//! Working-copy access built on top of libgit2.

use std::fmt;
use std::path::{Path, PathBuf};

use git2::{ErrorClass, ErrorCode, ReferenceType, Repository as GitRepository, Status, StatusOptions};

use crate::{BranchTipSet, Error, PathChange, Result, WorktreeDiffSummary};

const LOCAL_BRANCH_PREFIX: &str = "refs/heads/";
const REMOTE_BRANCH_PREFIX: &str = "refs/remotes/";

/// Handle to an opened working copy.
pub struct Repository {
    inner: GitRepository,
    root: PathBuf,
}

impl Repository {
    /// Open the working copy rooted at `path`.
    ///
    /// Unlike `git` itself the path is not searched upwards: a directory nested
    /// inside a working copy is not a repository of its own.
    ///
    /// # Errors
    ///
    /// Returns an error if the path cannot be canonicalized, is not a git
    /// repository, or is a bare repository.
    pub fn open(path: impl AsRef<Path>) -> Result<Self> {
        let original = path.as_ref();
        let canonical = std::fs::canonicalize(original).map_err(|source| Error::Io {
            path: display_path(original),
            source,
        })?;

        let repo = match GitRepository::open(&canonical) {
            Ok(repo) => repo,
            Err(err)
                if err.class() == ErrorClass::Repository && err.code() == ErrorCode::NotFound =>
            {
                return Err(Error::NotARepository {
                    path: display_path(&canonical),
                })
            }
            Err(err) => return Err(Error::from(err)),
        };

        let root = repo
            .workdir()
            .map(Path::to_path_buf)
            .ok_or_else(|| Error::BareRepository {
                path: display_path(&canonical),
            })?;

        Ok(Self { inner: repo, root })
    }

    /// Returns the absolute path to the working-copy root.
    #[must_use]
    pub fn root(&self) -> &Path {
        &self.root
    }

    /// Borrow the underlying libgit2 repository.
    #[must_use]
    pub const fn git_repo(&self) -> &GitRepository {
        &self.inner
    }

    /// Tips of every local branch, keyed by short name.
    ///
    /// # Errors
    ///
    /// Returns [`Error::RefRead`] when references cannot be enumerated.
    pub fn local_branch_tips(&self) -> Result<BranchTipSet> {
        self.tips_under(LOCAL_BRANCH_PREFIX)
    }

    /// Tips of the remote-tracking branches of `remote`, keyed by the branch
    /// name with `refs/remotes/<remote>/` stripped.
    ///
    /// # Errors
    ///
    /// Returns [`Error::RefRead`] when references cannot be enumerated.
    pub fn remote_tracking_tips(&self, remote: &str) -> Result<BranchTipSet> {
        self.tips_under(&format!("{REMOTE_BRANCH_PREFIX}{remote}/"))
    }

    /// Staged and unstaged changes of the working tree, untracked files
    /// included and ignored files excluded.
    ///
    /// # Errors
    ///
    /// Returns [`Error::StatusRead`] when libgit2 cannot compute the status.
    pub fn worktree_diff(&self) -> Result<WorktreeDiffSummary> {
        let mut opts = StatusOptions::new();
        opts.include_untracked(true)
            .include_ignored(false)
            .recurse_untracked_dirs(true)
            .renames_head_to_index(true)
            .renames_index_to_workdir(true);

        let statuses = self
            .inner
            .statuses(Some(&mut opts))
            .map_err(|source| Error::StatusRead { source })?;

        let staged = staged_flags();
        let unstaged = unstaged_flags();
        let changes = statuses
            .iter()
            .map(|entry| {
                let status = entry.status();
                PathChange::new(
                    String::from_utf8_lossy(entry.path_bytes()),
                    status.intersects(staged),
                    status.intersects(unstaged),
                )
            })
            .filter(|change| !change.is_clean())
            .collect();

        Ok(WorktreeDiffSummary::new(changes))
    }

    /// Name of the checked-out branch; `None` for a detached HEAD.
    ///
    /// An unborn branch (no commits yet) is reported by the name HEAD points at.
    ///
    /// # Errors
    ///
    /// Propagates libgit2 failures other than a missing HEAD.
    pub fn current_branch(&self) -> Result<Option<String>> {
        let head = match self.inner.head() {
            Ok(head) => head,
            Err(err)
                if matches!(
                    (err.class(), err.code()),
                    (
                        ErrorClass::Reference,
                        ErrorCode::NotFound | ErrorCode::UnbornBranch
                    )
                ) =>
            {
                return Ok(self.unborn_branch())
            }
            Err(err) => return Err(Error::from(err)),
        };

        if head.is_branch() {
            Ok(head.shorthand().map(str::to_owned))
        } else {
            Ok(None)
        }
    }

    /// First URL configured for `remote`.
    ///
    /// # Errors
    ///
    /// Returns [`Error::RemoteNotFound`] when the remote is missing or has no
    /// valid URL.
    pub fn remote_url(&self, remote: &str) -> Result<String> {
        let found = match self.inner.find_remote(remote) {
            Ok(found) => found,
            Err(err) if err.code() == ErrorCode::NotFound => {
                return Err(Error::RemoteNotFound {
                    remote: remote.to_string(),
                })
            }
            Err(err) => return Err(Error::from(err)),
        };

        found
            .url()
            .map(str::to_owned)
            .ok_or_else(|| Error::RemoteNotFound {
                remote: remote.to_string(),
            })
    }

    fn unborn_branch(&self) -> Option<String> {
        let head = self.inner.find_reference("HEAD").ok()?;
        head.symbolic_target()?
            .strip_prefix(LOCAL_BRANCH_PREFIX)
            .map(str::to_owned)
    }

    fn tips_under(&self, prefix: &str) -> Result<BranchTipSet> {
        let references = self
            .inner
            .references()
            .map_err(|source| Error::RefRead { source })?;

        let mut tips = BranchTipSet::new();
        for reference in references {
            let reference = reference.map_err(|source| Error::RefRead { source })?;
            // Symbolic refs such as origin/HEAD are aliases, not branches.
            if reference.kind() != Some(ReferenceType::Direct) {
                continue;
            }
            let (Some(name), Some(oid)) = (reference.name(), reference.target()) else {
                continue;
            };
            if let Some(branch) = name.strip_prefix(prefix) {
                tips.insert(branch, oid.to_string());
            }
        }

        Ok(tips)
    }
}

fn staged_flags() -> Status {
    Status::INDEX_NEW
        | Status::INDEX_MODIFIED
        | Status::INDEX_DELETED
        | Status::INDEX_RENAMED
        | Status::INDEX_TYPECHANGE
}

fn unstaged_flags() -> Status {
    Status::WT_NEW
        | Status::WT_MODIFIED
        | Status::WT_DELETED
        | Status::WT_RENAMED
        | Status::WT_TYPECHANGE
        | Status::CONFLICTED
}

pub(crate) fn display_path(path: &Path) -> String {
    path.to_path_buf()
        .into_os_string()
        .to_string_lossy()
        .into_owned()
}

impl fmt::Debug for Repository {
    fn fmt(&self, f: &mut fmt::Formatter<'_>) -> fmt::Result {
        f.debug_struct("Repository")
            .field("root", &self.root)
            .finish_non_exhaustive()
    }
}
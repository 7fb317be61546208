use std::cell::Cell;
use std::time::{Duration, Instant};

use camino::Utf8Path;
use git2::{Cred, CredentialType, ErrorClass, ErrorCode, FetchOptions, RemoteCallbacks};
use gitall_auth_api::{Credentials, Passphrase, DEFAULT_USERNAME};
use tracing::debug;

use crate::{Error, Repository, Result};

/// Host named in the remediation hint when the remote URL has none.
pub const FALLBACK_HOST: &str = "github.com";

// libgit2 keeps asking for credentials as long as the callback returns some;
// give up instead of looping on a rejected key.
const MAX_CREDENTIAL_ATTEMPTS: u32 = 3;

/// Knobs for a single fetch.
#[derive(Debug, Clone, Copy, Default, PartialEq, Eq)]
pub struct FetchSettings {
    /// Abort the transfer once it runs longer than this.
    ///
    /// The deadline is checked from libgit2's progress callbacks, so a remote
    /// that never answers the initial connection is not interrupted.
    pub timeout: Option<Duration>,
}

impl Repository {
    /// Fetch `remote` using its configured refspecs, updating the
    /// remote-tracking branches on disk.
    ///
    /// # Errors
    ///
    /// Returns [`Error::RemoteNotFound`] for an unknown remote,
    /// [`Error::Trust`] when the host key cannot be verified,
    /// [`Error::FetchTimedOut`] when the deadline passes and [`Error::Fetch`]
    /// otherwise. A remote that is already up to date is not an error.
    pub fn fetch(
        &self,
        remote: &str,
        credentials: &Credentials,
        settings: FetchSettings,
    ) -> Result<()> {
        let url = self.remote_url(remote)?;
        let mut handle = self
            .git_repo()
            .find_remote(remote)
            .map_err(|source| Error::Fetch {
                remote: remote.to_string(),
                source,
            })?;

        let deadline = settings.timeout.map(|timeout| Instant::now() + timeout);
        let timed_out = Cell::new(false);
        let keep_going = || {
            let expired = deadline.is_some_and(|deadline| Instant::now() >= deadline);
            if expired {
                timed_out.set(true);
            }
            !expired
        };

        let mut attempts = 0;
        let mut callbacks = RemoteCallbacks::new();
        callbacks.credentials(move |_url, username_from_url, allowed| {
            attempts += 1;
            if attempts > MAX_CREDENTIAL_ATTEMPTS {
                return Err(git2::Error::from_str("credentials were rejected by the remote"));
            }
            git_credentials(credentials, username_from_url, allowed)
        });
        callbacks.transfer_progress(|_| keep_going());
        callbacks.sideband_progress(|_| keep_going());

        let mut options = FetchOptions::new();
        options.remote_callbacks(callbacks);

        debug!(remote, url = %url, "starting fetch");
        let result = handle.fetch(&[] as &[&str], Some(&mut options), None);
        drop(options);

        match result {
            Ok(()) => Ok(()),
            Err(_) if timed_out.get() => Err(Error::FetchTimedOut {
                remote: remote.to_string(),
                timeout: settings.timeout.unwrap_or_default(),
            }),
            Err(source) => classify_fetch_error(remote, &url, source),
        }
    }
}

fn git_credentials(
    credentials: &Credentials,
    username_from_url: Option<&str>,
    allowed: CredentialType,
) -> std::result::Result<Cred, git2::Error> {
    let username = username_from_url
        .or_else(|| credentials.username())
        .unwrap_or(DEFAULT_USERNAME);

    if allowed.contains(CredentialType::USERNAME) {
        return Cred::username(username);
    }

    match credentials {
        Credentials::SshKey {
            private_key,
            public_key,
            passphrase,
            ..
        } if allowed.contains(CredentialType::SSH_KEY) => Cred::ssh_key(
            username,
            public_key.as_deref().map(Utf8Path::as_std_path),
            private_key.as_std_path(),
            passphrase.as_ref().map(Passphrase::expose),
        ),
        Credentials::SshAgent { .. } if allowed.contains(CredentialType::SSH_KEY) => {
            Cred::ssh_key_from_agent(username)
        }
        _ => Cred::default(),
    }
}

/// Map a libgit2 fetch failure onto the crate taxonomy.
///
/// # Errors
///
/// Returns [`Error::Trust`] for host verification failures and
/// [`Error::Fetch`] for anything else except the benign "already up to date"
/// condition, which yields `Ok(())`.
pub fn classify_fetch_error(remote: &str, url: &str, source: git2::Error) -> Result<()> {
    if is_up_to_date(&source) {
        return Ok(());
    }

    if is_host_verification_failure(&source, url) {
        let host = remote_host(url).unwrap_or_else(|| FALLBACK_HOST.to_string());
        let remediation = format!("ssh-keyscan {host} >> ~/.ssh/known_hosts");
        return Err(Error::Trust {
            host,
            remediation,
            source,
        });
    }

    Err(Error::Fetch {
        remote: remote.to_string(),
        source,
    })
}

fn is_up_to_date(err: &git2::Error) -> bool {
    let message = err.message().to_ascii_lowercase();
    message.contains("already up-to-date") || message.contains("already up to date")
}

fn is_host_verification_failure(err: &git2::Error, url: &str) -> bool {
    // TLS certificate failures share the code but known_hosts cannot fix them.
    if err.code() == ErrorCode::Certificate {
        return err.class() == ErrorClass::Ssh || is_ssh_url(url);
    }
    let message = err.message().to_ascii_lowercase();
    ["knownhosts", "known_hosts", "known hosts", "hostkey", "host key"]
        .iter()
        .any(|needle| message.contains(needle))
}

fn is_ssh_url(url: &str) -> bool {
    match url.split_once("://") {
        Some((scheme, _)) => ["ssh", "git+ssh", "ssh+git"]
            .iter()
            .any(|ssh| scheme.eq_ignore_ascii_case(ssh)),
        None => remote_host(url).is_some(),
    }
}

/// Host component of a remote URL.
///
/// Understands `scheme://[user@]host[:port]/path` and scp-like
/// `[user@]host:path`. Local paths and `file://` URLs have no host.
#[must_use]
pub fn remote_host(url: &str) -> Option<String> {
    let authority = if let Some((scheme, rest)) = url.split_once("://") {
        if scheme.eq_ignore_ascii_case("file") {
            return None;
        }
        rest.split('/').next().unwrap_or_default()
    } else {
        let (authority, _) = url.split_once(':')?;
        // `C:\repo` or `./dir:name` are paths, not hosts.
        if authority.contains('/') || authority.contains('\\') || authority.len() == 1 {
            return None;
        }
        authority
    };

    let host = authority.rsplit_once('@').map_or(authority, |(_, host)| host);
    let host = if let Some(bracketed) = host.strip_prefix('[') {
        bracketed.split(']').next().unwrap_or_default()
    } else {
        host.split(':').next().unwrap_or_default()
    };

    (!host.is_empty()).then(|| host.to_string())
}

#[cfg(test)]
mod tests {
    use super::*;

    #[test]
    fn remote_host_handles_common_url_shapes() {
        let cases = [
            ("git@github.com:owner/repo.git", Some("github.com")),
            ("ssh://git@gitlab.example.org:2222/group/repo.git", Some("gitlab.example.org")),
            ("https://bitbucket.org/team/repo", Some("bitbucket.org")),
            ("ssh://[::1]:22/repo.git", Some("::1")),
            ("example.com:repo.git", Some("example.com")),
            ("/srv/git/repo.git", None),
            ("file:///srv/git/repo.git", None),
            ("../relative/repo", None),
        ];

        for (url, expected) in cases {
            assert_eq!(remote_host(url).as_deref(), expected, "url: {url}");
        }
    }

    #[test]
    fn up_to_date_is_swallowed() {
        let err = git2::Error::from_str("already up-to-date");
        assert!(classify_fetch_error("origin", "git@github.com:o/r.git", err).is_ok());
    }

    #[test]
    fn certificate_failure_becomes_trust_error_with_remediation() {
        let err = git2::Error::new(
            ErrorCode::Certificate,
            ErrorClass::Ssh,
            "invalid or unknown remote ssh hostkey",
        );

        let result = classify_fetch_error("origin", "git@gitlab.example.org:o/r.git", err);
        match result {
            Err(Error::Trust {
                host, remediation, ..
            }) => {
                assert_eq!(host, "gitlab.example.org");
                assert_eq!(
                    remediation,
                    "ssh-keyscan gitlab.example.org >> ~/.ssh/known_hosts"
                );
            }
            other => panic!("expected trust error, got {other:?}"),
        }
    }

    #[test]
    fn tls_certificate_failure_is_a_plain_fetch_error() {
        let err = git2::Error::new(
            ErrorCode::Certificate,
            ErrorClass::Ssl,
            "the SSL certificate is invalid",
        );

        let result = classify_fetch_error("origin", "https://git.example.com/o/r.git", err);
        match result {
            Err(Error::Fetch { remote, source }) => {
                assert_eq!(remote, "origin");
                assert_eq!(source.class(), ErrorClass::Ssl);
            }
            other => panic!("expected fetch error, got {other:?}"),
        }
    }

    #[test]
    fn certificate_failure_on_scp_url_is_a_trust_error() {
        let err = git2::Error::new(
            ErrorCode::Certificate,
            ErrorClass::Callback,
            "user rejected certificate",
        );

        let result = classify_fetch_error("origin", "git@github.com:o/r.git", err);
        assert!(matches!(result, Err(Error::Trust { ref host, .. }) if host == "github.com"));
    }

    #[test]
    fn knownhosts_message_without_host_falls_back() {
        let err = git2::Error::from_str("ssh: handshake failed: knownhosts: key mismatch");
        let message = classify_fetch_error("origin", "/srv/repo.git", err)
            .expect_err("trust error")
            .to_string();

        assert!(message.starts_with("problem with known_hosts entry for 'github.com'"));
        assert!(message.contains("`ssh-keyscan github.com >> ~/.ssh/known_hosts`"));
    }

    #[test]
    fn other_failures_are_fetch_errors() {
        let err = git2::Error::from_str("failed to resolve address");
        let result = classify_fetch_error("upstream", "https://example.com/r.git", err);
        assert!(matches!(result, Err(Error::Fetch { ref remote, .. }) if remote == "upstream"));
    }
}
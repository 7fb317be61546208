use std::time::Duration;

use gitall_auth_api::Credentials;

use crate::{BranchTipSet, FetchSettings, Repository, Result, WorktreeDiffSummary};

/// Capability the batch needs from a version-control backend.
///
/// Handles never leave the thread that opened them, so backends whose
/// repository objects are not `Send` can still be driven concurrently.
pub trait RepositoryAccessor: Send + Sync {
    /// Opened working copy.
    type Handle;

    /// Open the working copy at `path`.
    ///
    /// # Errors
    ///
    /// Fails when the path is not a usable working copy.
    fn open(&self, path: &str) -> Result<Self::Handle>;

    /// Fetch `remote`, updating its remote-tracking branches.
    ///
    /// # Errors
    ///
    /// Fails on transport, trust or authentication problems. A remote that is
    /// already up to date is not a failure.
    fn fetch(&self, handle: &Self::Handle, remote: &str, credentials: &Credentials) -> Result<()>;

    /// Local branch tips keyed by short name.
    ///
    /// # Errors
    ///
    /// Fails when references cannot be read.
    fn local_branch_tips(&self, handle: &Self::Handle) -> Result<BranchTipSet>;

    /// Remote-tracking tips of `remote`, keyed like local branches.
    ///
    /// # Errors
    ///
    /// Fails when references cannot be read.
    fn remote_tracking_tips(&self, handle: &Self::Handle, remote: &str) -> Result<BranchTipSet>;

    /// Staged and unstaged working-tree changes.
    ///
    /// # Errors
    ///
    /// Fails when the status cannot be computed.
    fn worktree_diff(&self, handle: &Self::Handle) -> Result<WorktreeDiffSummary>;
}

/// [`RepositoryAccessor`] backed by libgit2.
#[derive(Debug, Clone, Copy, Default)]
pub struct GitAccessor {
    settings: FetchSettings,
}

impl GitAccessor {
    /// Accessor with no fetch deadline.
    #[must_use]
    pub fn new() -> Self {
        Self::default()
    }

    /// Abort fetches that run longer than `timeout`.
    #[must_use]
    pub const fn with_fetch_timeout(mut self, timeout: Option<Duration>) -> Self {
        self.settings.timeout = timeout;
        self
    }

    /// Settings applied to every fetch.
    #[must_use]
    pub const fn fetch_settings(&self) -> FetchSettings {
        self.settings
    }
}

impl RepositoryAccessor for GitAccessor {
    type Handle = Repository;

    fn open(&self, path: &str) -> Result<Repository> {
        Repository::open(path)
    }

    fn fetch(&self, handle: &Repository, remote: &str, credentials: &Credentials) -> Result<()> {
        handle.fetch(remote, credentials, self.settings)
    }

    fn local_branch_tips(&self, handle: &Repository) -> Result<BranchTipSet> {
        handle.local_branch_tips()
    }

    fn remote_tracking_tips(&self, handle: &Repository, remote: &str) -> Result<BranchTipSet> {
        handle.remote_tracking_tips(remote)
    }

    fn worktree_diff(&self, handle: &Repository) -> Result<WorktreeDiffSummary> {
        handle.worktree_diff()
    }
}
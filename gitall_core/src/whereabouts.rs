use serde::{Deserialize, Serialize};
use tracing::debug;

use crate::{Repository, Result};

/// Checked-out branch and remote of one working copy.
#[derive(Debug, Clone, PartialEq, Eq, Serialize, Deserialize)]
#[serde(tag = "status", rename_all = "snake_case")]
pub enum Whereabouts {
    /// The working copy was opened.
    Located {
        /// Path as requested.
        path: String,
        /// Checked-out branch; `None` when HEAD is detached.
        branch: Option<String>,
        /// First URL of the remote.
        remote_url: String,
    },
    /// The working copy could not be inspected.
    Failed {
        /// Path as requested.
        path: String,
        /// Error message.
        detail: String,
    },
}

impl Whereabouts {
    /// Path as requested.
    #[must_use]
    pub fn path(&self) -> &str {
        match self {
            Self::Located { path, .. } | Self::Failed { path, .. } => path,
        }
    }
}

/// Look up the branch and remote URL of every path, sorted by path.
///
/// Does not touch the network.
pub fn locate<S: AsRef<str>>(paths: &[S], remote: &str) -> Vec<Whereabouts> {
    let mut entries: Vec<Whereabouts> = paths
        .iter()
        .map(|path| {
            let path = path.as_ref();
            match locate_one(path, remote) {
                Ok((branch, remote_url)) => Whereabouts::Located {
                    path: path.to_string(),
                    branch,
                    remote_url,
                },
                Err(err) => {
                    debug!(repository = path, error = %err, "could not locate");
                    Whereabouts::Failed {
                        path: path.to_string(),
                        detail: err.to_string(),
                    }
                }
            }
        })
        .collect();

    entries.sort_by(|left, right| left.path().cmp(right.path()));
    entries
}

fn locate_one(path: &str, remote: &str) -> Result<(Option<String>, String)> {
    let repository = Repository::open(path)?;
    let remote_url = repository.remote_url(remote)?;
    let branch = repository.current_branch()?;
    Ok((branch, remote_url))
}
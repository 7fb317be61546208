use std::fs;
use std::path::Path;

use assert_cmd::Command;
use git2::{IndexAddOption, Repository as GitRepository, Signature};
use predicates::prelude::*;
use tempfile::TempDir;

fn gitall() -> Command {
    let mut cmd = Command::cargo_bin("gitall").expect("binary builds");
    cmd.env_remove("GITALL_REMOTE")
        .env_remove("GITALL_AUTH")
        .env_remove("GITALL_SSH_KEY")
        .env_remove("RUST_LOG");
    cmd
}

fn seeded_clone(temp: &TempDir, name: &str) -> String {
    let seed = temp.path().join(format!("{name}-seed"));
    let repo = GitRepository::init(&seed).expect("init seed");
    fs::write(seed.join("README.md"), "# seed\n").expect("write readme");
    commit_all(&repo, "initial");

    let dest = temp.path().join(name);
    GitRepository::clone(seed.to_str().expect("utf8"), &dest).expect("clone");
    dest.to_str().expect("utf8").to_string()
}

fn commit_upstream(temp: &TempDir, name: &str) {
    let seed = temp.path().join(format!("{name}-seed"));
    let repo = GitRepository::open(&seed).expect("open seed");
    fs::write(seed.join("CHANGELOG.md"), "upstream\n").expect("write changelog");
    commit_all(&repo, "upstream change");
}

fn commit_all(repo: &GitRepository, message: &str) {
    let mut index = repo.index().expect("index");
    index
        .add_all(["*"], IndexAddOption::DEFAULT, None)
        .expect("stage");
    index.write().expect("write index");
    let tree = repo
        .find_tree(index.write_tree().expect("write tree"))
        .expect("tree");
    let signature = Signature::now("Test User", "test@example.com").expect("signature");
    let parent = repo.head().ok().and_then(|head| head.peel_to_commit().ok());
    let parents: Vec<&git2::Commit> = parent.iter().collect();
    repo.commit(Some("HEAD"), &signature, &signature, message, &tree, &parents)
        .expect("commit");
}

fn path_string(path: &Path) -> String {
    path.to_str().expect("utf8").to_string()
}

#[test]
fn status_reports_each_bucket_line() {
    let temp = TempDir::new().expect("tempdir");
    let clean = seeded_clone(&temp, "clean");
    let missing = path_string(&temp.path().join("missing"));

    gitall()
        .args(["status", "--auth", "none", "--no-color"])
        .arg(&missing)
        .arg(&clean)
        .assert()
        .success()
        .stdout(predicate::str::starts_with(" x  "))
        .stdout(predicate::str::contains(format!(" \u{2714}  {clean:<40} in sync")));
}

#[test]
fn status_json_is_parseable() {
    let temp = TempDir::new().expect("tempdir");
    let clean = seeded_clone(&temp, "clean");

    let output = gitall()
        .args(["status", "--auth", "none", "--json"])
        .arg(&clean)
        .output()
        .expect("run gitall");
    assert!(output.status.success());

    let value: serde_json::Value = serde_json::from_slice(&output.stdout).expect("json report");
    assert_eq!(value["in_sync"][0]["path"], clean.as_str());
    assert_eq!(value["errors"].as_array().map(Vec::len), Some(0));
}

#[test]
fn fetch_timeout_turns_into_error_line() {
    let temp = TempDir::new().expect("tempdir");
    let slow = seeded_clone(&temp, "slow");
    commit_upstream(&temp, "slow");

    gitall()
        .args(["status", "--auth", "none", "--no-color", "--fetch-timeout", "0"])
        .arg(&slow)
        .assert()
        .success()
        .stdout(predicate::str::starts_with(format!(" x  {slow:<40} fetching origin timed out")));
}

#[test]
fn unusable_key_file_aborts_the_batch() {
    let temp = TempDir::new().expect("tempdir");
    let clean = seeded_clone(&temp, "clean");
    let key = path_string(&temp.path().join("no-such-key"));

    gitall()
        .args(["status", "--auth", "key-file", "--key"])
        .arg(&key)
        .arg(&clean)
        .assert()
        .failure()
        .stdout(predicate::str::is_empty())
        .stderr(predicate::str::contains("could not resolve credentials via 'key-file'"));
}

#[test]
fn unknown_provider_is_rejected() {
    let temp = TempDir::new().expect("tempdir");
    let clean = seeded_clone(&temp, "clean");

    gitall()
        .args(["status", "--auth", "keyring"])
        .arg(&clean)
        .assert()
        .failure()
        .stderr(predicate::str::contains("keyring"));
}

#[test]
fn status_requires_paths() {
    gitall().arg("status").assert().failure();
}

#[test]
fn where_lists_branch_and_remote() {
    let temp = TempDir::new().expect("tempdir");
    let repo_dir = temp.path().join("tools");
    let repo = GitRepository::init(&repo_dir).expect("init");
    repo.set_head("refs/heads/main").expect("point HEAD at main");
    repo.remote("origin", "git@github.com:acme/tools.git")
        .expect("remote");
    let path = path_string(&repo_dir);

    gitall()
        .args(["where", "--no-color"])
        .arg(&path)
        .assert()
        .success()
        .stdout(predicate::str::contains(
            "main of git@github.com:acme/tools.git",
        ));
}

#[test]
fn providers_lists_builtins() {
    gitall()
        .arg("providers")
        .assert()
        .success()
        .stdout(predicate::str::contains("agent"))
        .stdout(predicate::str::contains("key-file"))
        .stdout(predicate::str::contains("none"));
}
——
What is expected
Show each line in the data where the string "Duration" appears.

Your solution
use std::time::{Duration, Instant};
    pub timeout: Option<Duration>,
use std::time::Duration;
    pub const fn with_fetch_timeout(mut self, timeout: Option<Duration>) -> Self {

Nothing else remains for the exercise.